InterRAO is willing to include its two 225 MW coal-fired units at Cherepetskaya GRES in the Tulsk region ​into the DPM2 modernisation programme, with the goal of switching them from coal to gas (thus, the company is asking to increase the auction volume cap for 2026 from 2GW to 2.5GW), Kommersant reports.

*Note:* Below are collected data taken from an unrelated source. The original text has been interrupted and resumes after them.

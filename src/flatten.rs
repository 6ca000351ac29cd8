//! Flatten same-typed tensors into one contiguous buffer and back
//!
//! Element-wise work on a flat buffer is equivalent to doing the same work
//! on each tensor individually, which is what makes bucketed communication
//! of many small gradients cheap.

use candle_core::Tensor;
use tracing::{debug, trace};

use crate::error::{Error, Result};
use crate::ops::running_totals;
use crate::tensor::{ensure_same_type, AnyTensor, SparseTensor, StorageKind, TensorLike, TensorType};

/// Flattened indices and values of a sparse tensor sequence
#[derive(Debug, Clone)]
pub struct SparseFlat {
    /// Concatenated index tensors
    pub indices: Tensor,
    /// Concatenated value tensors
    pub values: Tensor,
}

/// Output of `flatten`: one buffer for dense inputs, an index/value pair for sparse inputs
#[derive(Debug, Clone)]
pub enum FlatBuffer {
    /// Contiguous 1-D buffer
    Dense(Tensor),
    /// Independently flattened indices and values
    Sparse(SparseFlat),
}

impl FlatBuffer {
    /// Total number of elements held (indices + values for sparse buffers)
    pub fn elem_count(&self) -> usize {
        match self {
            Self::Dense(flat) => flat.elem_count(),
            Self::Sparse(flat) => flat.indices.elem_count() + flat.values.elem_count(),
        }
    }

    /// Borrow the dense buffer
    pub fn as_dense(&self) -> Result<&Tensor> {
        match self {
            Self::Dense(flat) => Ok(flat),
            Self::Sparse(_) => Err(Error::density_mismatch(
                "expected a dense flat buffer, found a sparse one",
            )),
        }
    }

    /// Borrow the sparse buffer pair
    pub fn as_sparse(&self) -> Result<&SparseFlat> {
        match self {
            Self::Sparse(flat) => Ok(flat),
            Self::Dense(_) => Err(Error::density_mismatch(
                "expected a sparse flat buffer, found a dense one",
            )),
        }
    }
}

/// Concatenate dense tensors of one type into a contiguous 1-D buffer
pub fn flatten_dense_tensors(tensors: &[Tensor]) -> Result<Tensor> {
    let tensor_type = ensure_same_type(tensors, "flatten")?;

    if let [single] = tensors {
        return Ok(single.flatten_all()?);
    }

    let parts = tensors
        .iter()
        .map(|t| t.flatten_all())
        .collect::<candle_core::Result<Vec<_>>>()?;
    let flat = Tensor::cat(&parts, 0)?;

    trace!(
        "Flattened {} {} tensors into {} elements",
        tensors.len(),
        tensor_type,
        flat.elem_count()
    );
    Ok(flat)
}

/// Flatten the indices and the values of sparse tensors of one type
pub fn flatten_sparse_tensors(tensors: &[SparseTensor]) -> Result<SparseFlat> {
    ensure_same_type(tensors, "flatten")?;

    let indices: Vec<Tensor> = tensors.iter().map(|t| t.indices().clone()).collect();
    let values: Vec<Tensor> = tensors.iter().map(|t| t.values().clone()).collect();

    Ok(SparseFlat {
        indices: flatten_dense_tensors(&indices)?,
        values: flatten_dense_tensors(&values)?,
    })
}

/// Slice `flat` back into tensors shaped like `tensors`
pub fn unflatten_dense_tensors(flat: &Tensor, tensors: &[Tensor]) -> Result<Vec<Tensor>> {
    let expected = ensure_same_type(tensors, "unflatten")?;
    let found = flat.tensor_type();
    if found != expected {
        return Err(Error::TypeMismatch {
            expected,
            found,
            context: "unflatten flat buffer".to_string(),
        });
    }

    split_flat(flat, tensors)
}

/// Rebuild sparse tensors from a flattened index/value pair
pub fn unflatten_sparse_tensors(flat: &SparseFlat, tensors: &[SparseTensor]) -> Result<Vec<SparseTensor>> {
    let expected = ensure_same_type(tensors, "unflatten")?;
    let found = TensorType::sparse(StorageKind::of(flat.values.device()), flat.values.dtype());
    if found != expected {
        return Err(Error::TypeMismatch {
            expected,
            found,
            context: "unflatten sparse values".to_string(),
        });
    }

    let index_parts: Vec<Tensor> = tensors.iter().map(|t| t.indices().clone()).collect();
    let value_parts: Vec<Tensor> = tensors.iter().map(|t| t.values().clone()).collect();

    let indices = split_flat(&flat.indices, &index_parts)?;
    let values = split_flat(&flat.values, &value_parts)?;

    tensors
        .iter()
        .zip(indices)
        .zip(values)
        .map(|((t, i), v)| SparseTensor::new(i, v, t.shape().clone()))
        .collect()
}

/// Flatten a homogeneous sequence of dense or sparse tensors
pub fn flatten(tensors: &[AnyTensor]) -> Result<FlatBuffer> {
    let sparse = ensure_same_density(tensors, "flatten")?;

    let flat = if sparse {
        let parts = tensors
            .iter()
            .map(|t| t.as_sparse().cloned())
            .collect::<Result<Vec<_>>>()?;
        FlatBuffer::Sparse(flatten_sparse_tensors(&parts)?)
    } else {
        let parts = tensors
            .iter()
            .map(|t| t.as_dense().cloned())
            .collect::<Result<Vec<_>>>()?;
        FlatBuffer::Dense(flatten_dense_tensors(&parts)?)
    };

    debug!(
        "Flattened {} tensors into a buffer of {} elements",
        tensors.len(),
        flat.elem_count()
    );
    Ok(flat)
}

/// Inverse of `flatten` against the tensors that produced the buffer
pub fn unflatten(flat: &FlatBuffer, tensors: &[AnyTensor]) -> Result<Vec<AnyTensor>> {
    let sparse = ensure_same_density(tensors, "unflatten")?;

    match (flat, sparse) {
        (FlatBuffer::Dense(buffer), false) => {
            let parts = tensors
                .iter()
                .map(|t| t.as_dense().cloned())
                .collect::<Result<Vec<_>>>()?;
            Ok(unflatten_dense_tensors(buffer, &parts)?
                .into_iter()
                .map(AnyTensor::Dense)
                .collect())
        }
        (FlatBuffer::Sparse(pair), true) => {
            let parts = tensors
                .iter()
                .map(|t| t.as_sparse().cloned())
                .collect::<Result<Vec<_>>>()?;
            Ok(unflatten_sparse_tensors(pair, &parts)?
                .into_iter()
                .map(AnyTensor::Sparse)
                .collect())
        }
        (FlatBuffer::Dense(_), true) => Err(Error::density_mismatch(
            "cannot unflatten a dense buffer into sparse tensors",
        )),
        (FlatBuffer::Sparse(_), false) => Err(Error::density_mismatch(
            "cannot unflatten a sparse buffer into dense tensors",
        )),
    }
}

fn ensure_same_density(tensors: &[AnyTensor], operation: &str) -> Result<bool> {
    let first = tensors
        .first()
        .ok_or_else(|| Error::empty_input(format!("{} needs at least one tensor", operation)))?;
    let sparse = first.is_sparse();

    if let Some(index) = tensors.iter().position(|t| t.is_sparse() != sparse) {
        return Err(Error::density_mismatch(format!(
            "{} input {} is {} but the sequence started {}",
            operation,
            index,
            if sparse { "dense" } else { "sparse" },
            if sparse { "sparse" } else { "dense" },
        )));
    }

    Ok(sparse)
}

fn split_flat(flat: &Tensor, tensors: &[Tensor]) -> Result<Vec<Tensor>> {
    if flat.rank() != 1 {
        return Err(Error::shape_mismatch(format!(
            "flat buffer must be 1-D, got shape {:?}",
            flat.dims()
        )));
    }

    let expected: usize = tensors.iter().map(|t| t.elem_count()).sum();
    if expected != flat.elem_count() {
        return Err(Error::CountMismatch {
            expected,
            found: flat.elem_count(),
        });
    }

    let ends = running_totals(tensors.iter().map(|t| t.elem_count()));
    tensors
        .iter()
        .zip(ends)
        .map(|(t, end)| {
            let numel = t.elem_count();
            Ok(flat.narrow(0, end - numel, numel)?.reshape(t.dims())?)
        })
        .collect()
}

Currently, the power plant has two coal-fired DPM blocks operating with the rest of the units having been decommissioned in 2017. The company believes the units might become loss making after DPM and therefore could require decommissioning. The company could be willing to apply localised GE gas turbines to change the coal-fired units currently.
Along with its largest subsidiary, FSK,​ ​Rosseti​ (Russian Grid) released its 1Q20 IFRS numbers on 1 June​. Revenues were down 1% y/y, despite being supported by electricity distribution and grid connection services revenues, on the back of the 33% y/y slide in retail revenues due to certain subsidiaries ending its status of guaranteed supplier. Adjusted EBITDA was down 5% y/y due to the RUB8bn of additional income from the DVEUK deal in 1Q20. Net income was down 8% y/y for the same reasons (while, adjusting for it, net income increased 14% y/y).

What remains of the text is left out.